## Saved data entries
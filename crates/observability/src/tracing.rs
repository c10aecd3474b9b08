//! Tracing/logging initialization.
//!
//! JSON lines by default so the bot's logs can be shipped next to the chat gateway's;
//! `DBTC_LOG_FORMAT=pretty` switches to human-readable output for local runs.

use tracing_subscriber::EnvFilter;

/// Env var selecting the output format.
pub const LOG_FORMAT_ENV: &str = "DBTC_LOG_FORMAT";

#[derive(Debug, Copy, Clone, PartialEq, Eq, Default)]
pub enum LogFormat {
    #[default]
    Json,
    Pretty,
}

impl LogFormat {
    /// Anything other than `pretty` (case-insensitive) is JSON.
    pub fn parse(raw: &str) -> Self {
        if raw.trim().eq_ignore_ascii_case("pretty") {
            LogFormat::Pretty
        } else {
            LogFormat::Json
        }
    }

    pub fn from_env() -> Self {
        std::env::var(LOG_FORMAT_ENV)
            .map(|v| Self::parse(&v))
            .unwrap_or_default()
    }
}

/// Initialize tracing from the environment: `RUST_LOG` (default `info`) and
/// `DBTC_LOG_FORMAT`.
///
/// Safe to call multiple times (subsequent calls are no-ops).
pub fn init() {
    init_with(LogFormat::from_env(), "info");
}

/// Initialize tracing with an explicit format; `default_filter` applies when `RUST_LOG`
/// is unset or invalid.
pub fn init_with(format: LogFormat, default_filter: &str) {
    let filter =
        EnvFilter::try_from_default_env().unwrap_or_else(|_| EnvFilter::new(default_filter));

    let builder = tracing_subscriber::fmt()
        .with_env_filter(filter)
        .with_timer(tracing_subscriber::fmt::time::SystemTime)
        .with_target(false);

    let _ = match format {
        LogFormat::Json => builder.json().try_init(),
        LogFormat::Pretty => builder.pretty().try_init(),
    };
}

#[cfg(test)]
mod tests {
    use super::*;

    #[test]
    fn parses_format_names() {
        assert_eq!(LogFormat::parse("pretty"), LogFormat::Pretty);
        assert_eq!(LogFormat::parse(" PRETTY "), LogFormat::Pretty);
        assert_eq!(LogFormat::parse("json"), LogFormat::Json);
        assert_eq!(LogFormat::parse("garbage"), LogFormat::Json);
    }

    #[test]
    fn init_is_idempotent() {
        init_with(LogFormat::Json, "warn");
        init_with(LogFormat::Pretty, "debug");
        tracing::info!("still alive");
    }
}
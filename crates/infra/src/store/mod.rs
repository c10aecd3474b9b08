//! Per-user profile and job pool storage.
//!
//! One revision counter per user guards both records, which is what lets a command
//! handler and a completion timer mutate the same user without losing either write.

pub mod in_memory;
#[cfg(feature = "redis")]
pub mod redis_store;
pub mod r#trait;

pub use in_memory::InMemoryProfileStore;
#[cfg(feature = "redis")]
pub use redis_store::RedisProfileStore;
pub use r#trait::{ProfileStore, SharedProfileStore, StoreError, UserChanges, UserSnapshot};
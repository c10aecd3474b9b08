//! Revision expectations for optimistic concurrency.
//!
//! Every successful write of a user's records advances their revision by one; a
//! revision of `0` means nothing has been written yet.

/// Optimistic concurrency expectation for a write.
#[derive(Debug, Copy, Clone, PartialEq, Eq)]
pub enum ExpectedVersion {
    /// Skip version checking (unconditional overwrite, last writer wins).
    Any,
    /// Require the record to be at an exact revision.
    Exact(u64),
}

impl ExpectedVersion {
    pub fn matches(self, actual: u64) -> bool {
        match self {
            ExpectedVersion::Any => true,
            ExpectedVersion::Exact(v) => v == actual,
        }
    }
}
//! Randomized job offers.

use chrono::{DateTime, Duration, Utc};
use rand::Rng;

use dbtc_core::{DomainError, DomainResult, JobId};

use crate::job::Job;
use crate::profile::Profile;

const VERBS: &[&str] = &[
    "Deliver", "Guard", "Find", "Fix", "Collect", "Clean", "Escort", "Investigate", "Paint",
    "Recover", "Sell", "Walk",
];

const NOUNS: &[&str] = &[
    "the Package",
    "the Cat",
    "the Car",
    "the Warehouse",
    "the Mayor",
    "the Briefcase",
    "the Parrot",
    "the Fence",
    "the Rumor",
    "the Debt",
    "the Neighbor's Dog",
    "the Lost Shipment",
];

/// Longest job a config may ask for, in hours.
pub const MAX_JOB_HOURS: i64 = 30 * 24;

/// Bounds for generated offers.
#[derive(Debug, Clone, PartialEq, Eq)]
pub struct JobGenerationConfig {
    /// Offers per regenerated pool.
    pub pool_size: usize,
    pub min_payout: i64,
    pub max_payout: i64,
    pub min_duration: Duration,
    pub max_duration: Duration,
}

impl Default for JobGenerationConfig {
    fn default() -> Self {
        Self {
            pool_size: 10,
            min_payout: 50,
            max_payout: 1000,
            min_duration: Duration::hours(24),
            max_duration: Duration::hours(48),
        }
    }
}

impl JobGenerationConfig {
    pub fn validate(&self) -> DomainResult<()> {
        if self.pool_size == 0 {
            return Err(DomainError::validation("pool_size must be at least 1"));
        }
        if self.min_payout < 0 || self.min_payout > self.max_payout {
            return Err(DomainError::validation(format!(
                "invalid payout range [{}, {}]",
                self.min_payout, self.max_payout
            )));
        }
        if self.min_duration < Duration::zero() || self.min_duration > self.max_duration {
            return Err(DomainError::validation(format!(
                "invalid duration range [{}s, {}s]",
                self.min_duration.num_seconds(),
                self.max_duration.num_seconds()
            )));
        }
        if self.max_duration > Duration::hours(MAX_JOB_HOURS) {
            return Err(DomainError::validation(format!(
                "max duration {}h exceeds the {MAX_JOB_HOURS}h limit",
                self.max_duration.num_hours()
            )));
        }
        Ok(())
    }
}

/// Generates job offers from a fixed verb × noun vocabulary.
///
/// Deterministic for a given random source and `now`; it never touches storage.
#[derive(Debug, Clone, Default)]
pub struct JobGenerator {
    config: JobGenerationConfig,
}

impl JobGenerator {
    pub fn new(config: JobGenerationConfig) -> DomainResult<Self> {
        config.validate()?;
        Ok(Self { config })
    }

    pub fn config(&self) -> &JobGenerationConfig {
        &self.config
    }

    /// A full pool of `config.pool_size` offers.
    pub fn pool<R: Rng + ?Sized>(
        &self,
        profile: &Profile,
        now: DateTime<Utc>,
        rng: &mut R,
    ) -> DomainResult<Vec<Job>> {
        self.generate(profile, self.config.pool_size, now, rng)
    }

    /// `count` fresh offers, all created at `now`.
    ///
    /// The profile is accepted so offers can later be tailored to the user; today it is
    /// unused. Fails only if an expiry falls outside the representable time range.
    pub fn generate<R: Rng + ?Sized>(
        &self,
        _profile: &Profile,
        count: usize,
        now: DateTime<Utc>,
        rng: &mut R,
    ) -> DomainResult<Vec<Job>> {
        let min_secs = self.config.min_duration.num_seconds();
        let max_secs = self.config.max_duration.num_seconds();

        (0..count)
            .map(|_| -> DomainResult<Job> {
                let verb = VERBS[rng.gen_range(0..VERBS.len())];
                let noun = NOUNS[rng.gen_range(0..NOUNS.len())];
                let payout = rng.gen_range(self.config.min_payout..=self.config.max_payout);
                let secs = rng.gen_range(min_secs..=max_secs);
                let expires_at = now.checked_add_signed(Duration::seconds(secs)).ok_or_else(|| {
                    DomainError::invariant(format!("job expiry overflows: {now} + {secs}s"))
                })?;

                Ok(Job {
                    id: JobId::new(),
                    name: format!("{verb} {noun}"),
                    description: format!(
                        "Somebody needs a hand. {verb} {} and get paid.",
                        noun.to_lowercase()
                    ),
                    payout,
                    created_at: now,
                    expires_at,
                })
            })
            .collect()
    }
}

## WHAT YOU HAVE TO DO
Nothing should be left out: repeat all of the data exactly.

## ANSWER BOX
filename crates/observability/src/tracing.rs
repository c10aecd3474b9b08
//! Tracing/logging initialization.
//!
//! JSON lines by default so the bot's logs can be shipped next to the chat gateway's;
//! `DBTC_LOG_FORMAT=pretty` switches to human-readable output for local runs.

use tracing_subscriber::EnvFilter;

/// Env var selecting the output format.
pub const LOG_FORMAT_ENV: &str = "DBTC_LOG_FORMAT";

#[derive(Debug, Copy, Clone, PartialEq, Eq, Default)]
pub enum LogFormat {
    #[default]
    Json,
    Pretty,
}

impl LogFormat {
    /// Anything other than `pretty` (case-insensitive) is JSON.
    pub fn parse(raw: &str) -> Self {
        if raw.trim().eq_ignore_ascii_case("pretty") {
            LogFormat::Pretty
        } else {
            LogFormat::Json
        }
    }

    pub fn from_env() -> Self {
        std::env::var(LOG_FORMAT_ENV)
            .map(|v| Self::parse(&v))
            .unwrap_or_default()
    }
}

/// Initialize tracing from the environment: `RUST_LOG` (default `info`) and
/// `DBTC_LOG_FORMAT`.
///
/// Safe to call multiple times (subsequent calls are no-ops).
pub fn init() {
    init_with(LogFormat::from_env(), "info");
}

/// Initialize tracing with an explicit format; `default_filter` applies when `RUST_LOG`
/// is unset or invalid.
pub fn init_with(format: LogFormat, default_filter: &str) {
    let filter =
        EnvFilter::try_from_default_env().unwrap_or_else(|_| EnvFilter::new(default_filter));

    let builder = tracing_subscriber::fmt()
        .with_env_filter(filter)
        .with_timer(tracing_subscriber::fmt::time::SystemTime)
        .with_target(false);

    let _ = match format {
        LogFormat::Json => builder.json().try_init(),
        LogFormat::Pretty => builder.pretty().try_init(),
    };
}

#[cfg(test)]
mod tests {
    use super::*;

    #[test]
    fn parses_format_names() {
        assert_eq!(LogFormat::parse("pretty"), LogFormat::Pretty);
        assert_eq!(LogFormat::parse(" PRETTY "), LogFormat::Pretty);
        assert_eq!(LogFormat::parse("json"), LogFormat::Json);
        assert_eq!(LogFormat::parse("garbage"), LogFormat::Json);
    }

    #[test]
    fn init_is_idempotent() {
        init_with(LogFormat::Json, "warn");
        init_with(LogFormat::Pretty, "debug");
        tracing::info!("still alive");
    }
}
filename crates/infra/src/store/mod.rs
repository c10aecd3474b9b08
//! Per-user profile and job pool storage.
//!
//! One revision counter per user guards both records, which is what lets a command
//! handler and a completion timer mutate the same user without losing either write.

pub mod in_memory;
#[cfg(feature = "redis")]
pub mod redis_store;
pub mod r#trait;

pub use in_memory::InMemoryProfileStore;
#[cfg(feature = "redis")]
pub use redis_store::RedisProfileStore;
pub use r#trait::{ProfileStore, SharedProfileStore, StoreError, UserChanges, UserSnapshot};
repository c10aecd3474b9b08
//! Revision expectations for optimistic concurrency.
//!
//! Every successful write of a user's records advances their revision by one; a
//! revision of `0` means nothing has been written yet.

/// Optimistic concurrency expectation for a write.
#[derive(Debug, Copy, Clone, PartialEq, Eq)]
pub enum ExpectedVersion {
    /// Skip version checking (unconditional overwrite, last writer wins).
    Any,
    /// Require the record to be at an exact revision.
    Exact(u64),
}

impl ExpectedVersion {
    pub fn matches(self, actual: u64) -> bool {
        match self {
            ExpectedVersion::Any => true,
            ExpectedVersion::Exact(v) => v == actual,
        }
    }
}
//! Randomized job offers.

use chrono::{DateTime, Duration, Utc};
use rand::Rng;

use dbtc_core::{DomainError, DomainResult, JobId};

use crate::job::Job;
use crate::profile::Profile;

const VERBS: &[&str] = &[
    "Deliver", "Guard", "Find", "Fix", "Collect", "Clean", "Escort", "Investigate", "Paint",
    "Recover", "Sell", "Walk",
];

const NOUNS: &[&str] = &[
    "the Package",
    "the Cat",
    "the Car",
    "the Warehouse",
    "the Mayor",
    "the Briefcase",
    "the Parrot",
    "the Fence",
    "the Rumor",
    "the Debt",
    "the Neighbor's Dog",
    "the Lost Shipment",
];

/// Longest job a config may ask for, in hours.
pub const MAX_JOB_HOURS: i64 = 30 * 24;

/// Bounds for generated offers.
#[derive(Debug, Clone, PartialEq, Eq)]
pub struct JobGenerationConfig {
    /// Offers per regenerated pool.
    pub pool_size: usize,
    pub min_payout: i64,
    pub max_payout: i64,
    pub min_duration: Duration,
    pub max_duration: Duration,
}

impl Default for JobGenerationConfig {
    fn default() -> Self {
        Self {
            pool_size: 10,
            min_payout: 50,
            max_payout: 1000,
            min_duration: Duration::hours(24),
            max_duration: Duration::hours(48),
        }
    }
}

impl JobGenerationConfig {
    pub fn validate(&self) -> DomainResult<()> {
        if self.pool_size == 0 {
            return Err(DomainError::validation("pool_size must be at least 1"));
        }
        if self.min_payout < 0 || self.min_payout > self.max_payout {
            return Err(DomainError::validation(format!(
                "invalid payout range [{}, {}]",
                self.min_payout, self.max_payout
            )));
        }
        if self.min_duration < Duration::zero() || self.min_duration > self.max_duration {
            return Err(DomainError::validation(format!(
                "invalid duration range [{}s, {}s]",
                self.min_duration.num_seconds(),
                self.max_duration.num_seconds()
            )));
        }
        if self.max_duration > Duration::hours(MAX_JOB_HOURS) {
            return Err(DomainError::validation(format!(
                "max duration {}h exceeds the {MAX_JOB_HOURS}h limit",
                self.max_duration.num_hours()
            )));
        }
        Ok(())
    }
}

/// Generates job offers from a fixed verb × noun vocabulary.
///
/// Deterministic for a given random source and `now`; it never touches storage.
#[derive(Debug, Clone, Default)]
pub struct JobGenerator {
    config: JobGenerationConfig,
}

impl JobGenerator {
    pub fn new(config: JobGenerationConfig) -> DomainResult<Self> {
        config.validate()?;
        Ok(Self { config })
    }

    pub fn config(&self) -> &JobGenerationConfig {
        &self.config
    }

    /// A full pool of `config.pool_size` offers.
    pub fn pool<R: Rng + ?Sized>(
        &self,
        profile: &Profile,
        now: DateTime<Utc>,
        rng: &mut R,
    ) -> DomainResult<Vec<Job>> {
        self.generate(profile, self.config.pool_size, now, rng)
    }

    /// `count` fresh offers, all created at `now`.
    ///
    /// The profile is accepted so offers can later be tailored to the user; today it is
    /// unused. Fails only if an expiry falls outside the representable time range.
    pub fn generate<R: Rng + ?Sized>(
        &self,
        _profile: &Profile,
        count: usize,
        now: DateTime<Utc>,
        rng: &mut R,
    ) -> DomainResult<Vec<Job>> {
        let min_secs = self.config.min_duration.num_seconds();
        let max_secs = self.config.max_duration.num_seconds();

        (0..count)
            .map(|_| -> DomainResult<Job> {
                let verb = VERBS[rng.gen_range(0..VERBS.len())];
                let noun = NOUNS[rng.gen_range(0..NOUNS.len())];
                let payout = rng.gen_range(self.config.min_payout..=self.config.max_payout);
                let secs = rng.gen_range(min_secs..=max_secs);
                let expires_at = now.checked_add_signed(Duration::seconds(secs)).ok_or_else(|| {
                    DomainError::invariant(format!("job expiry overflows: {now} + {secs}s"))
                })?;

                Ok(Job {
                    id: JobId::new(),
                    name: format!("{verb} {noun}"),
                    description: format!(
                        "Somebody needs a hand. {verb} {} and get paid.",
                        noun.to_lowercase()
                    ),
                    payout,
                    created_at: now,
                    expires_at,
                })
            })
            .collect()
    }
}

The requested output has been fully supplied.